На торчащую над крышей лабаза жердину села ворона. Лохматая и толстая со сна. Взглянула на Шелихова недовольно: что встал ни свет ни заря? Плохо ли под боком у жены в теплой постели? Повертела головой и зло защелкала клювом. Продрогла за ночь, оголодала, вот и бесилась. Клюв бил звонко: «Чек, чек, чек!» Ежели верить приметам — к холодам. Сказано же: «Ворона клювом заиграла — жди непогоды».
Шелихов взглянул на толстую ворону и вновь вспомнил солдата и настойчиво повторенное им: «Торопись. Торопись!» Григорий Иванович даже хмыкнул: «Хм, куда торопиться-то? И так поспешаю что есть силы. Ребра трещат. Вот и в долги влез». Уперся руками в подоконник. Задумался. Губы сжал плотно.
После лаю с Лебедевым-Ласточкиным пришлось поклониться ростовщикам. А долги и день мутят, и в ночь спать не дают. Для купца и того хуже. Коли купец задолжал, так и знай, завякают: «Э-э-э... Здесь дело худое. Своими деньжонками не управляется — чужие не помогут». И хотя сказано: брань на вороте не висит, но слова такие для купца — плохи.
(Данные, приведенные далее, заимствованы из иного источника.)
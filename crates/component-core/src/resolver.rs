//! Flag/prompt merging and framework dispatch

use crate::error::{Result, ScaffoldError};
use crate::framework::Framework;
use crate::prompt::{InputPrompt, Prompter, SelectPrompt};
use crate::selection::ResolvedSelection;
use crate::validate::validate_component_name;

/// Values supplied on the command line
///
/// Built once at the argument-parsing boundary. A missing flag and an empty
/// one are both treated as "not supplied".
#[derive(Debug, Clone, Default, PartialEq, Eq)]
pub struct ComponentFlags {
    pub name: Option<String>,
    pub framework: Option<String>,
    pub folder: Option<String>,
}

impl ComponentFlags {
    pub fn name(&self) -> Option<&str> {
        supplied(&self.name)
    }

    pub fn framework(&self) -> Option<&str> {
        supplied(&self.framework)
    }

    pub fn folder(&self) -> Option<&str> {
        supplied(&self.folder)
    }
}

fn supplied(value: &Option<String>) -> Option<&str> {
    value.as_deref().filter(|v| !v.is_empty())
}

/// Top-level questions, in the order they are asked
#[derive(Debug, Clone, Copy, PartialEq, Eq)]
pub enum TopLevelPrompt {
    Name,
    Folder,
    Framework,
}

/// Top-level prompts needed for the given flags (those without a flag value)
pub fn scheduled_prompts(flags: &ComponentFlags) -> Vec<TopLevelPrompt> {
    let mut prompts = Vec::new();
    if flags.name().is_none() {
        prompts.push(TopLevelPrompt::Name);
    }
    if flags.folder().is_none() {
        prompts.push(TopLevelPrompt::Folder);
    }
    if flags.framework().is_none() {
        prompts.push(TopLevelPrompt::Framework);
    }
    prompts
}

fn name_prompt() -> InputPrompt {
    InputPrompt::new("name", "Component name")
        .placeholder("my-component")
        .validator(validate_component_name)
}

fn folder_prompt() -> InputPrompt {
    InputPrompt::new("folder", "Folder (relative to the components directory)")
        .placeholder("leave empty for the default directory")
        .default_value("")
}

fn framework_prompt() -> SelectPrompt {
    Framework::ALL
        .iter()
        .fold(SelectPrompt::new("framework", "Select a framework"), |p, fw| {
            p.choice(fw.display_name(), "")
        })
}

/// Resolve a scaffold selection from flags, prompting for anything missing
///
/// Flag values always win and suppress their prompt. Flag-supplied names are
/// not rejected by the validator; a malformed one is only logged.
pub async fn resolve<P: Prompter>(
    prompter: &mut P,
    flags: &ComponentFlags,
) -> Result<ResolvedSelection> {
    let mut name = flags.name().map(str::to_string);
    let mut folder = flags.folder().map(str::to_string);
    let mut framework = flags.framework().map(Framework::canonicalize);

    if let Some(flag_name) = &name {
        if let Err(e) = validate_component_name(flag_name) {
            tracing::warn!(name = %flag_name, error = %e, "using flag-supplied component name as given");
        }
    }

    for prompt in scheduled_prompts(flags) {
        tracing::debug!(?prompt, "prompting for missing value");
        match prompt {
            TopLevelPrompt::Name => {
                let answer = prompter.input(&name_prompt()).await?;
                name = Some(answer.trim().to_string());
            }
            TopLevelPrompt::Folder => {
                folder = Some(prompter.input(&folder_prompt()).await?);
            }
            TopLevelPrompt::Framework => {
                let index = prompter.select(&framework_prompt()).await?;
                // An out-of-range answer falls through to the fatal path below
                framework = Framework::ALL
                    .get(index)
                    .map(|fw| fw.display_name().to_string());
            }
        }
    }

    let name = name.unwrap_or_default();
    let folder = folder.unwrap_or_default();
    let framework = framework.unwrap_or_default();

    dispatch(prompter, &framework, name, folder).await
}

/// Hand the finalized name and folder to the resolver of `framework`
///
/// `framework` is matched case-insensitively against the supported list
/// rather than by exact equality with the list casing, so `react` and
/// `REACT` dispatch like `React`.
pub async fn dispatch<P: Prompter>(
    prompter: &mut P,
    framework: &str,
    name: String,
    folder: String,
) -> Result<ResolvedSelection> {
    let Ok(fw) = framework.parse::<Framework>() else {
        tracing::debug!(framework, "no framework matched");
        return Err(ScaffoldError::FrameworkNotSelected);
    };

    tracing::debug!(framework = fw.id(), %name, %folder, "dispatching to framework resolver");
    fw.resolve(prompter, name, folder).await
}

#[cfg(test)]
mod tests {
    use super::*;
    use crate::testing::{Answer, ScriptedPrompter};

    fn flags(name: Option<&str>, framework: Option<&str>, folder: Option<&str>) -> ComponentFlags {
        ComponentFlags {
            name: name.map(String::from),
            framework: framework.map(String::from),
            folder: folder.map(String::from),
        }
    }

    #[test]
    fn test_all_prompts_scheduled_without_flags() {
        assert_eq!(
            scheduled_prompts(&ComponentFlags::default()),
            vec![
                TopLevelPrompt::Name,
                TopLevelPrompt::Folder,
                TopLevelPrompt::Framework
            ]
        );
    }

    #[test]
    fn test_supplied_flags_suppress_prompts() {
        assert_eq!(
            scheduled_prompts(&flags(Some("card"), None, None)),
            vec![TopLevelPrompt::Folder, TopLevelPrompt::Framework]
        );
        assert_eq!(
            scheduled_prompts(&flags(None, Some("vue"), None)),
            vec![TopLevelPrompt::Name, TopLevelPrompt::Folder]
        );
        assert!(scheduled_prompts(&flags(Some("card"), Some("vue"), Some("ui"))).is_empty());
    }

    #[test]
    fn test_empty_flags_count_as_missing() {
        assert_eq!(
            scheduled_prompts(&flags(Some(""), Some(""), Some(""))),
            vec![
                TopLevelPrompt::Name,
                TopLevelPrompt::Folder,
                TopLevelPrompt::Framework
            ]
        );
    }

    #[tokio::test]
    async fn test_lowercase_framework_flag_is_canonicalized() {
        let mut prompter = ScriptedPrompter::new(vec![Answer::Confirm(false)]);
        let selection = resolve(&mut prompter, &flags(Some("btn"), Some("svelte"), Some("ui")))
            .await
            .unwrap();

        assert_eq!(selection.framework, "svelte");
        assert_eq!(selection.template, "component.svelte");
        assert_eq!(prompter.asked(), ["svelte.typescript"]);
    }

    #[tokio::test]
    async fn test_flag_name_bypasses_validator() {
        let mut prompter = ScriptedPrompter::new(vec![]);
        let selection = resolve(
            &mut prompter,
            &flags(Some("not valid!"), Some("Angular"), Some("x")),
        )
        .await
        .unwrap();

        assert_eq!(selection.component_name, "not valid!");
        assert!(prompter.asked().is_empty());
    }

    #[tokio::test]
    async fn test_prompted_framework_is_used() {
        let mut prompter = ScriptedPrompter::new(vec![
            Answer::Text("hero"),
            Answer::Text(""),
            Answer::Choice("Astro"),
            Answer::Confirm(true),
        ]);
        let selection = resolve(&mut prompter, &ComponentFlags::default())
            .await
            .unwrap();

        assert_eq!(selection.framework, "astro");
        assert_eq!(selection.template, "component-ts.astro");
        assert_eq!(selection.folder, "");
        assert_eq!(
            prompter.asked(),
            ["name", "folder", "framework", "astro.typescript"]
        );
    }

    #[tokio::test]
    async fn test_prompted_empty_name_reports_empty_message() {
        let mut prompter = ScriptedPrompter::new(vec![
            Answer::Text(""),
            Answer::Text("card"),
            Answer::Text(""),
        ]);
        let selection = resolve(&mut prompter, &flags(None, Some("Angular"), None))
            .await
            .unwrap();

        assert_eq!(selection.component_name, "card");
        assert_eq!(prompter.rejections(), ["component name cannot be empty"]);
    }

    #[test]
    fn test_name_prompt_leaves_blank_input_to_validator() {
        assert!(!name_prompt().requires_input());
    }

    #[tokio::test]
    async fn test_dispatch_ignores_framework_casing() {
        for framework in ["vue", "VUE", "Vue"] {
            let mut prompter = ScriptedPrompter::new(vec![Answer::Choice("Composition API")]);
            let selection = dispatch(&mut prompter, framework, "x".into(), String::new())
                .await
                .unwrap();
            assert_eq!(selection.framework, "vue");
        }
    }

    #[tokio::test]
    async fn test_dispatch_rejects_unknown_framework() {
        let mut prompter = ScriptedPrompter::new(vec![]);
        let err = dispatch(&mut prompter, "Ember", "x".into(), String::new())
            .await
            .unwrap_err();

        assert!(matches!(err, ScaffoldError::FrameworkNotSelected));
        assert!(prompter.asked().is_empty());
    }
}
Где-то далеко взлаяли собаки. В туманном утре голоса их прозвучали глухо, сипло, будто глотки собачьи перехватывали недобрые руки. Да еще и завизжал какой-то кобелина, словно и впрямь схватили за горло.
Григорий Иванович сел на лавку и невидящими глазами посмотрел на мерцающий под иконой огонек лампады. Огонек посвечивал тускло. Масло, видать, выгорело, и язычок пламени едва поднимался, облизывая у края зеленое стекло. «Торопиться советуешь?» — подумал Григорий Иванович, и беспокойное чувство, жившее в нем последние дни, ворохнулось в душе с новой силой.
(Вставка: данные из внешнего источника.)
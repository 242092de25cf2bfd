use super::slot::{CacheSlot, SlotFlags};
use super::Directory;
use crate::disk_manager::{BlockDevice, SectorId, SECTOR_SIZE};
use crate::printdbg;
use anyhow::Result;
use parking_lot::{Condvar, Mutex};
use priority_queue::PriorityQueue;
use std::cmp::Reverse;
use std::hash::{Hash, Hasher};
use std::sync::atomic::{AtomicU64, Ordering};
use std::sync::Arc;
use std::thread::JoinHandle;

#[derive(Debug, Clone, Copy, PartialEq, Eq, Hash)]
pub(super) enum IoOp {
    Read,
    Write,
}

/// One queued I/O. Identity is `(sector, op)` so the queue itself enforces
/// at most one pending request per sector and direction.
#[derive(Debug, Clone, Copy)]
pub(super) struct IoRequest {
    pub sector: SectorId,
    pub op: IoOp,
    pub slot: usize,
}

impl PartialEq for IoRequest {
    fn eq(&self, other: &Self) -> bool {
        self.sector == other.sector && self.op == other.op
    }
}

impl Eq for IoRequest {}

impl Hash for IoRequest {
    fn hash<H: Hasher>(&self, state: &mut H) {
        self.sector.hash(state);
        self.op.hash(state);
    }
}

struct QueueState {
    /// Pending requests in ascending sector order (elevator discipline).
    queue: PriorityQueue<IoRequest, Reverse<SectorId>>,
    shutdown: bool,
}

struct SchedShared {
    state: Mutex<QueueState>,
    work: Condvar,
    reads_enqueued: AtomicU64,
    writes_enqueued: AtomicU64,
    #[cfg(test)]
    serviced: Mutex<Vec<(SectorId, IoOp)>>,
}

/// Single background worker serving cache I/O. The queue lock is held only
/// across inspection and dequeue; block I/O runs with it released so other
/// threads can keep enqueueing.
pub(super) struct IoScheduler {
    shared: Arc<SchedShared>,
    worker: Option<JoinHandle<()>>,
}

impl IoScheduler {
    pub fn spawn(
        device: Arc<dyn BlockDevice>,
        slots: Arc<Vec<CacheSlot>>,
        dir: Arc<Mutex<Directory>>,
    ) -> Self {
        let shared = Arc::new(SchedShared {
            state: Mutex::new(QueueState {
                queue: PriorityQueue::new(),
                shutdown: false,
            }),
            work: Condvar::new(),
            reads_enqueued: AtomicU64::new(0),
            writes_enqueued: AtomicU64::new(0),
            #[cfg(test)]
            serviced: Mutex::new(Vec::new()),
        });

        let worker_shared = shared.clone();
        let worker = std::thread::spawn(move || {
            worker_loop(worker_shared, device, slots, dir);
        });

        Self {
            shared,
            worker: Some(worker),
        }
    }

    /// Queue a read for `sector` into `slot`. The slot must already be
    /// labeled with the sector and marked `UNREADY | PINNED`.
    pub fn enqueue_read(&self, sector: SectorId, slot: usize) {
        let req = IoRequest {
            sector,
            op: IoOp::Read,
            slot,
        };
        let mut state = self.shared.state.lock();
        if state.queue.push(req, Reverse(sector)).is_none() {
            self.shared.reads_enqueued.fetch_add(1, Ordering::Relaxed);
        }
        drop(state);
        self.shared.work.notify_one();
    }

    /// Queue a write-back of `slot`. Idempotent while one is pending.
    pub fn enqueue_write(&self, sector: SectorId, slot: usize) {
        let req = IoRequest {
            sector,
            op: IoOp::Write,
            slot,
        };
        let mut state = self.shared.state.lock();
        if state.queue.push(req, Reverse(sector)).is_none() {
            self.shared.writes_enqueued.fetch_add(1, Ordering::Relaxed);
        }
        drop(state);
        self.shared.work.notify_one();
    }

    #[allow(unused)]
    pub fn reads_enqueued(&self) -> u64 {
        self.shared.reads_enqueued.load(Ordering::Relaxed)
    }

    #[allow(unused)]
    pub fn writes_enqueued(&self) -> u64 {
        self.shared.writes_enqueued.load(Ordering::Relaxed)
    }

    #[cfg(test)]
    pub fn serviced(&self) -> Vec<(SectorId, IoOp)> {
        self.shared.serviced.lock().clone()
    }
}

impl Drop for IoScheduler {
    /// Explicit shutdown: the worker drains the queue, then exits.
    fn drop(&mut self) {
        {
            let mut state = self.shared.state.lock();
            state.shutdown = true;
        }
        self.shared.work.notify_all();
        if let Some(worker) = self.worker.take() {
            let _ = worker.join();
        }
    }
}

fn worker_loop(
    shared: Arc<SchedShared>,
    device: Arc<dyn BlockDevice>,
    slots: Arc<Vec<CacheSlot>>,
    dir: Arc<Mutex<Directory>>,
) {
    loop {
        let req = {
            let mut state = shared.state.lock();
            loop {
                if let Some((req, _)) = state.queue.pop() {
                    break req;
                }
                if state.shutdown {
                    return;
                }
                shared.work.wait(&mut state);
            }
        };

        match req.op {
            IoOp::Read => complete_read(&req, &device, &slots, &dir),
            IoOp::Write => complete_write(&req, &device, &slots),
        }

        #[cfg(test)]
        shared.serviced.lock().push((req.sector, req.op));
    }
}

fn complete_read(
    req: &IoRequest,
    device: &Arc<dyn BlockDevice>,
    slots: &Arc<Vec<CacheSlot>>,
    dir: &Arc<Mutex<Directory>>,
) {
    let mut buf = [0u8; SECTOR_SIZE];
    match device.read(req.sector, &mut buf) {
        Ok(()) => {
            let mut state = slots[req.slot].state.lock();
            state.data.copy_from_slice(&buf);
            state.flags.remove(SlotFlags::UNREADY | SlotFlags::PINNED);
            drop(state);
        }
        Err(e) => {
            printdbg!("read of sector {} failed: {e}", req.sector);
            // Unlabel the slot so nothing serves the stale buffer; waiters
            // notice the label mismatch and retry or surface the failure.
            let mut dir = dir.lock();
            let mut state = slots[req.slot].state.lock();
            if dir.sectors[req.slot] == Some(req.sector) {
                dir.sectors[req.slot] = None;
            }
            state.flags.remove(SlotFlags::UNREADY | SlotFlags::PINNED);
            drop(state);
            drop(dir);
        }
    }
    slots[req.slot].ready.notify_all();
}

fn complete_write(req: &IoRequest, device: &Arc<dyn BlockDevice>, slots: &Arc<Vec<CacheSlot>>) {
    let mut state = slots[req.slot].state.lock();
    let res: Result<()> = device.write(req.sector, &state.data);
    match res {
        Ok(()) => {
            state.flags.remove(SlotFlags::DIRTY | SlotFlags::PINNED);
        }
        Err(e) => {
            printdbg!("write-back of sector {} failed: {e}", req.sector);
            // stays dirty; a later eviction sweep reschedules it
            state.flags.remove(SlotFlags::PINNED);
        }
    }
    drop(state);
    slots[req.slot].ready.notify_all();
}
Оно с покоем-то в душе редкие люди живут, да больше из тех, что поговорить сладко горазды, а когда дело, то нет их. Жизнь людская — перекресток. Из одной улицы на тебя сани гонят, из другой тройка скачет, а тут вывернулся лихой ямщик с колокольцами, на почтовых, да режет коней в мах. И кто замельтешит на перекрестке — сомнут, расшибут, раздавят и сани, и тройка, и лихой ямщик с колокольцами. Правду говорят бывалые люди: «Не мельтеши! Стой прямо. Пролетят кони, хотя, быть может, и полыхнет в лицо жаркое их дыхание, комья ударят из-под копыт, забьют глаза, ветер хлестнет так, что вроде бы и не устоять. Но стой! А ежели нельзя иначе, бросайся на тройку, хватай коренника под уздцы. Против смелого человека силы нет». И то верно. Но сколько достанет души так вот навстречу лихим коням бросаться? Что стоит это для нее? Ну, кинулся ты, и в другой раз не сробел, а дальше? А? Но по-другому все же, видать, нельзя. Ныне нельзя. Да и впредь, наверное, то же будет. Пока живешь — с перекрестка не спрыгнешь. Так что только вот так за уздцы коренника — иначе не моги.
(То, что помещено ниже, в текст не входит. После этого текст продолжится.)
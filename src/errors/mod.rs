use crate::pages::VirtAddr;

#[derive(Debug)]
pub enum Error {
    /// A user-supplied address cannot be resolved to a mapped page.
    /// The syscall layer terminates the offending process on this one.
    AddressViolation(VirtAddr),
    /// A mapping already exists where one was requested, or the request
    /// itself is malformed (zero-length file, unaligned address).
    BadMapping(VirtAddr),
    /// Block or file I/O came up short or failed outright.
    IoFailure(String),
    Internal(String),
}

impl std::fmt::Display for Error {
    fn fmt(&self, f: &mut std::fmt::Formatter<'_>) -> std::fmt::Result {
        match self {
            Error::AddressViolation(vaddr) => {
                write!(f, "Address violation at {vaddr:#x}.")
            }
            Error::BadMapping(vaddr) => write!(f, "Bad mapping at {vaddr:#x}."),
            Error::IoFailure(context) => write!(f, "I/O failure: {context}."),
            Error::Internal(context) => write!(f, "Internal Error: {context}."),
        }
    }
}

impl std::error::Error for Error {}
Григорий Иванович качнул головой. Сказал себе: «Хм, солдат, дружок старый. Молодца, ей-ей, молодца. Понял я тебя, понял». Поднялся с лавки, шагнул к дверям, и тут Наталья Алексеевна окликнула низко, голосом сонным:
— Ты что, Гриша? — Вскинулась на подушке и уже тревожно: — Аль что стряслось? Рано поднялся так?
Шелихов оборотился к жене:
— Поднимайся и ты, Наталья. В Иркутск пойдешь с обозом.
— Как в Иркутск? Ты же сам собирался?
Шелихов помял рукой подбородок:
— Собирался, но дружок старый надоумил. Ты пойдешь, а я галиот догружу и отправлю. Так будет лучше. Крутит что-то Кох с хлебом. Боюсь, ты не сладишь. Давай,— решил уже окончательно,— собирайся. — Взялся за ручку дверей.
Дом разом ожил. Зазвучали голоса, запели половицы, во дворе зазвенел топор, щепя лучину для самовара.